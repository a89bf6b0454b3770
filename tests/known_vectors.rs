//! Fixed inputs with their expected outputs
//!
//! The transaction fixture is a complete 2673-tryte slot: a text message, a 1500
//! output, references, attachment timestamps and a nonce.

use ternary_chain::crypto::add_checksum;
use ternary_chain::trinary::trytes_to_string;
use ternary_chain::{Seed, Transaction};

const TRANSACTION: &str = include_str!("fixtures/transaction.trytes");
const TRANSACTION_HASH: &str =
    "XYZGGXYITBPUGNHFNWHLYXMJBOTMPAJPFXDVOBT9HFNV9ZMLFFLXIWKPWBMRUVML9QFHHPWLFXJFOZHHR";

const SEED: &str =
    "SEEDSEEDSEEDSEEDSEEDSEEDSEEDSEEDSEEDSEEDSEEDSEEDSEEDSEEDSEEDSEEDSEEDSEEDSEEDSEED9";

#[test]
fn test_transaction_fixture_hash() {
    let trytes = TRANSACTION.trim();
    let trx = Transaction::from_trytes(trytes).unwrap();
    assert_eq!(trx.get_hash(), TRANSACTION_HASH);
    assert_eq!(trx.compute_hash().unwrap(), TRANSACTION_HASH);
    assert_eq!(trx.to_trytes().unwrap(), trytes);
}

#[test]
fn test_transaction_fixture_fields() {
    let trx = Transaction::from_trytes(TRANSACTION.trim()).unwrap();
    assert_eq!(
        trx.get_address(),
        "RGVOWCDJAGSUSEPGFRTRAJYHFHZXJCPGFMEWYHSHVFUIFBKHGSBNGILWTSDKSNXICNJCOPFMAAZHCHJQD"
    );
    assert_eq!(trx.get_value(), 1500);
    assert_eq!(trx.get_timestamp(), 1_700_000_000);
    assert!(trx.is_tail());
    assert_eq!(trx.get_last_index(), 1);
    assert_eq!(trx.get_tag(), "TERNARYCHAIN999999999999999");
    assert_eq!(trx.get_attachment_timestamp(), 1_700_000_000_123);
    assert_eq!(trx.get_attachment_timestamp_lower_bound(), 0);
    assert_eq!(trx.get_attachment_timestamp_upper_bound(), 3_812_798_742_493);
    assert_eq!(trx.get_nonce(), "NONCE9999999999999999999999");

    let message = trx.get_signature_fragments().trim_end_matches('9');
    assert_eq!(
        trytes_to_string(message).unwrap(),
        "Ternary chain fixture transaction"
    );
}

#[test]
fn test_seed_address_fixture() {
    let seed = Seed::new(SEED, 1).unwrap();
    let mut address = seed.new_address(0, false).unwrap();
    assert_eq!(
        address.get_address(),
        "REZIPTYKXPJQWSFQTWDHIZVLIDBEX9IQMV9RBMQSSBPFIWREIDQJWFVNJKMDV9OJKFZSFBELF9KOIGO9Z"
    );
    assert_eq!(address.get_checksum().unwrap(), "QXEXWQXOB");
    assert_eq!(
        add_checksum(address.get_address()).unwrap(),
        address.get_address_with_checksum().unwrap()
    );

    let seed = Seed::new(SEED, 2).unwrap();
    assert_eq!(
        seed.new_address(2, false).unwrap().get_address(),
        "LJDDBF9OSIWWRHISGKJYNEIKQURWXAKPIOFYPWRFSRGRIFOLK9YYKNIJQNJZEAYROIZRSTDOUUHKUHGOY"
    );
}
----------------------------------------
All of the records above need to be printed again exactly as they appear.

repository a89bf6b0454b3770
filename tests/known_vectors.rs
//! Fixed inputs with their expected outputs
//!
//! The transaction fixture is a complete 2673-tryte slot: a text message, a 1500
//! output, references, attachment timestamps and a nonce.

use ternary_chain::crypto::add_checksum;
use ternary_chain::trinary::trytes_to_string;
use ternary_chain::{Seed, Transaction};

const TRANSACTION: &str = include_str!("fixtures/transaction.trytes");
const TRANSACTION_HASH: &str =
    "XYZGGXYITBPUGNHFNWHLYXMJBOTMPAJPFXDVOBT9HFNV9ZMLFFLXIWKPWBMRUVML9QFHHPWLFXJFOZHHR";

const SEED: &str =
    "SEEDSEEDSEEDSEEDSEEDSEEDSEEDSEEDSEEDSEEDSEEDSEEDSEEDSEEDSEEDSEEDSEEDSEEDSEEDSEED9";

#[test]
fn test_transaction_fixture_hash() {
    let trytes = TRANSACTION.trim();
    let trx = Transaction::from_trytes(trytes).unwrap();
    assert_eq!(trx.get_hash(), TRANSACTION_HASH);
    assert_eq!(trx.compute_hash().unwrap(), TRANSACTION_HASH);
    assert_eq!(trx.to_trytes().unwrap(), trytes);
}

#[test]
fn test_transaction_fixture_fields() {
    let trx = Transaction::from_trytes(TRANSACTION.trim()).unwrap();
    assert_eq!(
        trx.get_address(),
        "RGVOWCDJAGSUSEPGFRTRAJYHFHZXJCPGFMEWYHSHVFUIFBKHGSBNGILWTSDKSNXICNJCOPFMAAZHCHJQD"
    );
    assert_eq!(trx.get_value(), 1500);
    assert_eq!(trx.get_timestamp(), 1_700_000_000);
    assert!(trx.is_tail());
    assert_eq!(trx.get_last_index(), 1);
    assert_eq!(trx.get_tag(), "TERNARYCHAIN999999999999999");
    assert_eq!(trx.get_attachment_timestamp(), 1_700_000_000_123);
    assert_eq!(trx.get_attachment_timestamp_lower_bound(), 0);
    assert_eq!(trx.get_attachment_timestamp_upper_bound(), 3_812_798_742_493);
    assert_eq!(trx.get_nonce(), "NONCE9999999999999999999999");

    let message = trx.get_signature_fragments().trim_end_matches('9');
    assert_eq!(
        trytes_to_string(message).unwrap(),
        "Ternary chain fixture transaction"
    );
}

#[test]
fn test_seed_address_fixture() {
    let seed = Seed::new(SEED, 1).unwrap();
    let mut address = seed.new_address(0, false).unwrap();
    assert_eq!(
        address.get_address(),
        "REZIPTYKXPJQWSFQTWDHIZVLIDBEX9IQMV9RBMQSSBPFIWREIDQJWFVNJKMDV9OJKFZSFBELF9KOIGO9Z"
    );
    assert_eq!(address.get_checksum().unwrap(), "QXEXWQXOB");
    assert_eq!(
        add_checksum(address.get_address()).unwrap(),
        address.get_address_with_checksum().unwrap()
    );

    let seed = Seed::new(SEED, 2).unwrap();
    assert_eq!(
        seed.new_address(2, false).unwrap().get_address(),
        "LJDDBF9OSIWWRHISGKJYNEIKQURWXAKPIOFYPWRFSRGRIFOLK9YYKNIJQNJZEAYROIZRSTDOUUHKUHGOY"
    );
}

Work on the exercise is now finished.